(Items from a dataset)
:::::

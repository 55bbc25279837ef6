//! Loads the catalog from a directory of JSON files, one per category (`items.json`, `regions.json`,
//! `systems.json`). Each file holds an array of `{"id": 34, "name": "Tritanium"}` objects. Entries may carry
//! `"published": false`, in which case they stay in the catalog but the source's [`PublicationFilter`] rejects them.
//!
//! The publication flags read by a load are staged and only take effect on [`JsonCatalogSource::commit`], so a
//! refresh that fails part way leaves the filter matching the catalog that is still current.
use std::{
    collections::{HashMap, HashSet},
    path::{Path, PathBuf},
    sync::{Arc, RwLock},
};

use async_trait::async_trait;
use log::*;
use pricebot_engine::{
    catalog::{CatalogEntry, Category},
    traits::{CatalogError, CatalogSource, PublicationError, PublicationFilter},
};
use serde::Deserialize;

#[derive(Debug, Deserialize)]
struct RawEntry {
    id: i64,
    name: String,
    #[serde(default = "published_by_default")]
    published: bool,
}

fn published_by_default() -> bool {
    true
}

/// Clones share the staged and the committed sets of unpublished entries.
#[derive(Debug, Clone)]
pub struct JsonCatalogSource {
    dir: PathBuf,
    staged: Arc<RwLock<HashMap<Category, HashSet<i64>>>>,
    unpublished: Arc<RwLock<HashSet<(Category, i64)>>>,
}

impl JsonCatalogSource {
    pub fn new<P: AsRef<Path>>(dir: P) -> Self {
        Self {
            dir: dir.as_ref().to_path_buf(),
            staged: Arc::new(RwLock::new(HashMap::new())),
            unpublished: Arc::new(RwLock::new(HashSet::new())),
        }
    }

    /// Apply the publication flags staged by the loads since the last commit. Call this once the loaded catalog has
    /// been published. Categories that were not loaded since the last commit keep their current flags.
    pub fn commit(&self) {
        let staged = std::mem::take(&mut *self.staged.write().unwrap_or_else(|poisoned| poisoned.into_inner()));
        if staged.is_empty() {
            return;
        }
        let mut unpublished = self.unpublished.write().unwrap_or_else(|poisoned| poisoned.into_inner());
        for (category, ids) in staged {
            unpublished.retain(|(c, _)| *c != category);
            unpublished.extend(ids.into_iter().map(|id| (category, id)));
        }
        debug!("📚️ {} catalog entries are now unpublished", unpublished.len());
    }

    pub fn path_for(&self, category: Category) -> PathBuf {
        self.dir.join(format!("{}.json", category.plural()))
    }
}

#[async_trait]
impl CatalogSource for JsonCatalogSource {
    async fn load_catalog(&self, category: Category) -> Result<Vec<CatalogEntry>, CatalogError> {
        let path = self.path_for(category);
        trace!("📚️ Reading {category} catalog from {}", path.display());
        let data = tokio::fs::read_to_string(&path)
            .await
            .map_err(|e| CatalogError::Unavailable { category, reason: format!("{}: {e}", path.display()) })?;
        let raw: Vec<RawEntry> = serde_json::from_str(&data)
            .map_err(|e| CatalogError::Malformed { category, reason: format!("{}: {e}", path.display()) })?;
        let hidden = raw.iter().filter(|r| !r.published).map(|r| r.id).collect::<HashSet<_>>();
        let entries = raw.into_iter().map(|r| CatalogEntry::new(r.id, r.name, category)).collect::<Vec<_>>();
        debug!("📚️ Read {} {} from {} ({} unpublished)", entries.len(), category.plural(), path.display(), hidden.len());
        self.staged.write().unwrap_or_else(|poisoned| poisoned.into_inner()).insert(category, hidden);
        Ok(entries)
    }
}

#[async_trait]
impl PublicationFilter for JsonCatalogSource {
    async fn is_published(&self, entry: &CatalogEntry) -> Result<bool, PublicationError> {
        let unpublished = self.unpublished.read().unwrap_or_else(|poisoned| poisoned.into_inner());
        Ok(!unpublished.contains(&(entry.category, entry.id)))
    }
}

#[cfg(test)]
mod test {
    use std::fs;

    use super::*;

    #[tokio::test]
    async fn load_each_category() {
        let dir = tempfile::tempdir().unwrap();
        fs::write(dir.path().join("items.json"), r#"[{"id": 34, "name": "Tritanium"}, {"id": 35, "name": "Pyerite"}]"#)
            .unwrap();
        fs::write(dir.path().join("regions.json"), r#"[{"id": 10000002, "name": "The Forge"}]"#).unwrap();
        let source = JsonCatalogSource::new(dir.path());
        let items = source.load_catalog(Category::Item).await.unwrap();
        assert_eq!(items, vec![CatalogEntry::item(34, "Tritanium"), CatalogEntry::item(35, "Pyerite")]);
        let regions = source.load_catalog(Category::Region).await.unwrap();
        assert_eq!(regions, vec![CatalogEntry::region(10000002, "The Forge")]);
        let err = source.load_catalog(Category::System).await.unwrap_err();
        assert!(matches!(err, CatalogError::Unavailable { category: Category::System, .. }));
    }

    #[tokio::test]
    async fn unpublished_entries_are_filtered() {
        let dir = tempfile::tempdir().unwrap();
        let items = r#"[{"id": 34, "name": "Tritanium"}, {"id": 99, "name": "Tritanium Prototype", "published": false}]"#;
        fs::write(dir.path().join("items.json"), items).unwrap();
        let source = JsonCatalogSource::new(dir.path());
        let entries = source.load_catalog(Category::Item).await.unwrap();
        assert_eq!(entries.len(), 2);
        // Nothing changes until the load is committed
        assert!(source.is_published(&entries[1]).await.unwrap());
        source.commit();
        assert!(source.is_published(&entries[0]).await.unwrap());
        assert!(!source.is_published(&entries[1]).await.unwrap());
        // Only the item flag applies to items
        assert!(source.is_published(&CatalogEntry::region(99, "Somewhere")).await.unwrap());

        fs::write(dir.path().join("items.json"), r#"[{"id": 99, "name": "Tritanium Prototype"}]"#).unwrap();
        let entries = source.clone().load_catalog(Category::Item).await.unwrap();
        assert!(!source.is_published(&entries[0]).await.unwrap());
        source.clone().commit();
        assert!(source.is_published(&entries[0]).await.unwrap());
    }

    #[tokio::test]
    async fn failed_refresh_keeps_the_committed_flags() {
        let dir = tempfile::tempdir().unwrap();
        let items = r#"[{"id": 34, "name": "Tritanium"}, {"id": 99, "name": "Tritanium Prototype", "published": false}]"#;
        fs::write(dir.path().join("items.json"), items).unwrap();
        fs::write(dir.path().join("regions.json"), r#"[{"id": 10000002, "name": "The Forge"}]"#).unwrap();
        fs::write(dir.path().join("systems.json"), r#"[{"id": 30000142, "name": "Jita"}]"#).unwrap();
        let source = JsonCatalogSource::new(dir.path());
        let store = pricebot_engine::CatalogStore::new();
        crate::catalog_worker::refresh_catalog(&source, &store).await.unwrap();
        source.commit();
        let prototype = CatalogEntry::item(99, "Tritanium Prototype");
        assert!(!source.is_published(&prototype).await.unwrap());

        // The items file now publishes everything, but the systems file is broken so the refresh fails
        fs::write(dir.path().join("items.json"), r#"[{"id": 99, "name": "Tritanium Prototype"}]"#).unwrap();
        fs::write(dir.path().join("systems.json"), "not json").unwrap();
        assert!(crate::catalog_worker::refresh_catalog(&source, &store).await.is_err());
        assert_eq!(store.version(), 1);
        assert!(!source.is_published(&prototype).await.unwrap());

        // The next good refresh restages every category
        fs::write(dir.path().join("systems.json"), r#"[{"id": 30000142, "name": "Jita"}]"#).unwrap();
        crate::catalog_worker::refresh_catalog(&source, &store).await.unwrap();
        source.commit();
        assert!(source.is_published(&prototype).await.unwrap());
    }

    #[tokio::test]
    async fn malformed_files() {
        let dir = tempfile::tempdir().unwrap();
        fs::write(dir.path().join("items.json"), r#"{"id": 34, "name": "Tritanium"}"#).unwrap();
        let source = JsonCatalogSource::new(dir.path());
        let err = source.load_catalog(Category::Item).await.unwrap_err();
        assert!(matches!(err, CatalogError::Malformed { category: Category::Item, .. }));
    }
}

:::::

WHAT IS EXPECTED: What is needed is an exact copy of the entries above, from the first line through the line holding "Entries may carry", with both of those lines kept; please give nothing else.

RESPONSE TO THE EXERCISE:
repository 55bbc25279837ef6
//! Loads the catalog from a directory of JSON files, one per category (`items.json`, `regions.json`,
//! `systems.json`). Each file holds an array of `{"id": 34, "name": "Tritanium"}` objects. Entries may carry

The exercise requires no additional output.